A federal appeals court on Wednesday struck down part of the Affordable Care Act, ruling that its requirement that most Americans carry insurance was unconstitutional while sending back to a lower court the question of whether the rest of the law can stand without it.

The decision by a three-judge panel of the U.S. Court of Appeals for the 5th Circuit has little immediate practical effect because Congress already has removed the penalty for the insurance requirement as of this year. But the two-to-one ruling leaves the rest of the sprawling statute in limbo heading into a presidential and congressional election year.

The panel’s one Democratic appointee dissented, writing that states challenging the law did not have standing to do so and that, if they did, she would find the mandate constitutional.
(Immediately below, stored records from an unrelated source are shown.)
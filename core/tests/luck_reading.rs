//! Byte-for-byte compatibility with the historical luck meter, plus the
//! single error path (blank name) and the boundedness invariant.

use chrono::NaiveDate;
use omen_core::{
    luck::{self, LuckTier, LUCKY_ADVICE, LUCKY_COLORS, LUCKY_TIMES},
    Digest, OmenError,
};

fn date(s: &str) -> NaiveDate {
    NaiveDate::parse_from_str(s, "%Y-%m-%d").unwrap()
}

// Historical reference scenario: name "Rahul", number 5, 2024-01-01.
//   key    rahul-5-2024-01-01
//   digest 0f6111bcfe484d8cf0d71f09f78ff27f
//   score  0x0f % 101 = 15, color 0x61 % 5 = 2, time 0x11 % 4 = 1,
//   advice 0xbc % 5 = 3
#[test]
fn rahul_reference_scenario_is_reproduced_exactly() {
    let d = Digest::of("rahul-5-2024-01-01");
    assert_eq!(d.as_hex(), "0f6111bcfe484d8cf0d71f09f78ff27f");

    let reading = luck::read_luck("Rahul", 5, date("2024-01-01")).unwrap();
    assert_eq!(reading.score, 15);
    assert_eq!(reading.tier, LuckTier::VeryBad);
    assert_eq!(reading.color, LUCKY_COLORS[2]);
    assert_eq!(reading.time, LUCKY_TIMES[1]);
    assert_eq!(reading.advice, LUCKY_ADVICE[3]);
}

#[test]
fn blank_name_is_rejected_before_any_digest_work() {
    for bad in ["", "   ", "\t\n"] {
        let err = luck::read_luck(bad, 5, date("2024-01-01")).unwrap_err();
        assert!(matches!(err, OmenError::EmptyField { field: "name" }));
    }
}

#[test]
fn score_is_always_within_0_to_100() {
    let names = ["Rahul", "Alice", "Meera", "Bo", "x"];
    let days = ["2024-01-01", "2024-06-30", "2025-12-31"];
    for name in names {
        for number in 1..=9 {
            for day in days {
                let reading = luck::read_luck(name, number, date(day)).unwrap();
                assert!(reading.score <= 100, "score {} out of range", reading.score);
            }
        }
    }
}

#[test]
fn tier_thresholds_are_inclusive_at_the_top() {
    assert_eq!(LuckTier::from_score(0), LuckTier::VeryBad);
    assert_eq!(LuckTier::from_score(25), LuckTier::VeryBad);
    assert_eq!(LuckTier::from_score(26), LuckTier::Average);
    assert_eq!(LuckTier::from_score(50), LuckTier::Average);
    assert_eq!(LuckTier::from_score(51), LuckTier::Good);
    assert_eq!(LuckTier::from_score(75), LuckTier::Good);
    assert_eq!(LuckTier::from_score(76), LuckTier::VeryLucky);
    assert_eq!(LuckTier::from_score(100), LuckTier::VeryLucky);
}

#[test]
fn outcome_tables_are_the_reference_lists() {
    // Compatibility contract: entries and order are frozen.
    assert_eq!(LUCKY_COLORS.len(), 5);
    assert_eq!(LUCKY_COLORS[0], "Red ❤️");
    assert_eq!(LUCKY_TIMES.len(), 4);
    assert_eq!(LUCKY_TIMES[3], "🌙 Night (10 PM)");
    assert_eq!(LUCKY_ADVICE.len(), 5);
    assert_eq!(LUCKY_ADVICE[4], "😌 Calm raho, sab theek hoga");
}

#[test]
fn reading_serializes_to_json() {
    let reading = luck::read_luck("Rahul", 5, date("2024-01-01")).unwrap();
    let json = reading.to_json().unwrap();
    assert!(json.contains("\"score\": 15"));
    assert!(json.contains("very_bad"));
}
//! Finance reality check — the one reading with no digest at all.
//!
//! Pure arithmetic: a city-adjusted expense ratio drives a fixed tier
//! ladder plus two side remarks. Tier strings are verbatim reference
//! data, same rule as the digest-backed tables.

use crate::{
    error::{OmenError, OmenResult},
    outcome::meter,
    types::Percent,
};
use serde::Serialize;

/// City tier. Bigger city, bigger hidden cost on top of stated expenses.
#[derive(Debug, Clone, Copy, Serialize, PartialEq, Eq)]
#[serde(rename_all = "snake_case")]
pub enum City {
    Metro,
    Tier2,
    Village,
}

impl City {
    pub fn label(self) -> &'static str {
        match self {
            Self::Metro => "Metro",
            Self::Tier2 => "Tier-2",
            Self::Village => "Village",
        }
    }

    fn cost_factor(self) -> f64 {
        match self {
            Self::Metro => 0.15,
            Self::Tier2 => 0.08,
            Self::Village => 0.0,
        }
    }
}

/// Broke tier by adjusted expense ratio. Thresholds are inclusive lower
/// bounds, checked top-down.
#[derive(Debug, Clone, Copy, Serialize, PartialEq, Eq)]
#[serde(rename_all = "snake_case")]
pub enum BrokeTier {
    UltraBroke,  // ratio >= 1.0
    Survival,    // ratio >= 0.7
    MiddleClass, // ratio >= 0.4
    Rich,        // else
}

impl BrokeTier {
    pub fn from_ratio(ratio: f64) -> Self {
        if ratio >= 1.0 {
            Self::UltraBroke
        } else if ratio >= 0.7 {
            Self::Survival
        } else if ratio >= 0.4 {
            Self::MiddleClass
        } else {
            Self::Rich
        }
    }

    pub fn label(&self) -> &'static str {
        match self {
            Self::UltraBroke => "💀 ULTRA BROKE 💀",
            Self::Survival => "😬 SURVIVAL MODE 😬",
            Self::MiddleClass => "😐 MIDDLE CLASS PRO MAX 😐",
            Self::Rich => "😎 RICH (FOR NOW) 😎",
        }
    }

    pub fn roast(&self) -> &'static str {
        match self {
            Self::UltraBroke => "🫠 UPI balance dekh ke phone silent ho jata hai",
            Self::Survival => "💳 Salary aati hai, EMI le jaati hai",
            Self::MiddleClass => "📈 Dreams high, bank balance low",
            Self::Rich => "💸 Aaj party, kal ka kal dekhenge",
        }
    }

    pub fn verdict(&self) -> &'static str {
        match self {
            Self::UltraBroke => "Paisa aata hi nahi, jaata hi jaata hai",
            Self::Survival => "Zindagi chal rahi hai, savings nahi",
            Self::MiddleClass => "Stable ho, par secure nahi",
            Self::Rich => "Filhaal toh paisa tumhare control mein hai",
        }
    }
}

/// Side remark keyed on age and ratio together.
#[derive(Debug, Clone, Copy, Serialize, PartialEq, Eq)]
#[serde(rename_all = "snake_case")]
pub enum AgeRemark {
    SeriousCombo, // 30+ and still at survival-or-worse ratio
    TimeToFix,    // under 25, same ratio — fixable
}

impl AgeRemark {
    pub fn label(&self) -> &'static str {
        match self {
            Self::SeriousCombo => "⚠️ Age + Broke = Serious Combo 💀",
            Self::TimeToFix => "🧒 Young ho, sudharne ka time hai",
        }
    }
}

pub const ZERO_SAVINGS_ROAST: &str = "🏦 Savings = 0 😭  Bhavishya bhi broke hai";

#[derive(Debug, Clone, Serialize, PartialEq)]
pub struct FinanceReading {
    pub ratio:        f64,
    pub tier:         BrokeTier,
    pub broke_meter:  Percent,
    pub zero_savings: bool,
    pub age_remark:   Option<AgeRemark>,
}

impl FinanceReading {
    pub fn to_json(&self) -> OmenResult<String> {
        Ok(serde_json::to_string_pretty(self)?)
    }
}

/// Assess monthly finances. Amounts are in rupees; income must be
/// positive, everything else is caller-constrained to non-negative.
pub fn assess(
    income: f64,
    expenses: f64,
    savings: f64,
    city: City,
    age: u32,
) -> OmenResult<FinanceReading> {
    if income <= 0.0 {
        return Err(OmenError::ZeroIncome);
    }

    let adjusted = expenses + expenses * city.cost_factor();
    let ratio = adjusted / income;
    let tier = BrokeTier::from_ratio(ratio);

    let age_remark = if age >= 30 && ratio >= 0.7 {
        Some(AgeRemark::SeriousCombo)
    } else if age < 25 && ratio >= 0.7 {
        Some(AgeRemark::TimeToFix)
    } else {
        None
    };

    log::debug!("finance ratio={ratio:.3} tier={tier:?}");

    Ok(FinanceReading {
        ratio,
        tier,
        broke_meter: meter((ratio * 100.0) as i64),
        zero_savings: savings == 0.0,
        age_remark,
    })
}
Still, the decision carries significant political implications. It catapults to the forefront of the 2020 presidential and congressional campaigns questions about insurance coverage and consumer protections for people with preexisting medical conditions - issues that Democrats wielded in last year’s midterm elections to win a House majority.

Wednesday’s ruling resembles the legal position the Trump administration staked out in the case a year ago before the Justice Department hardened its stance to argue in March that the whole law is unconstitutional.

The 5th Circuit decision may or may not be the final word on the ACA, depending on whether its opinion is appealed to the Supreme Court and, if so, whether the high court takes the case.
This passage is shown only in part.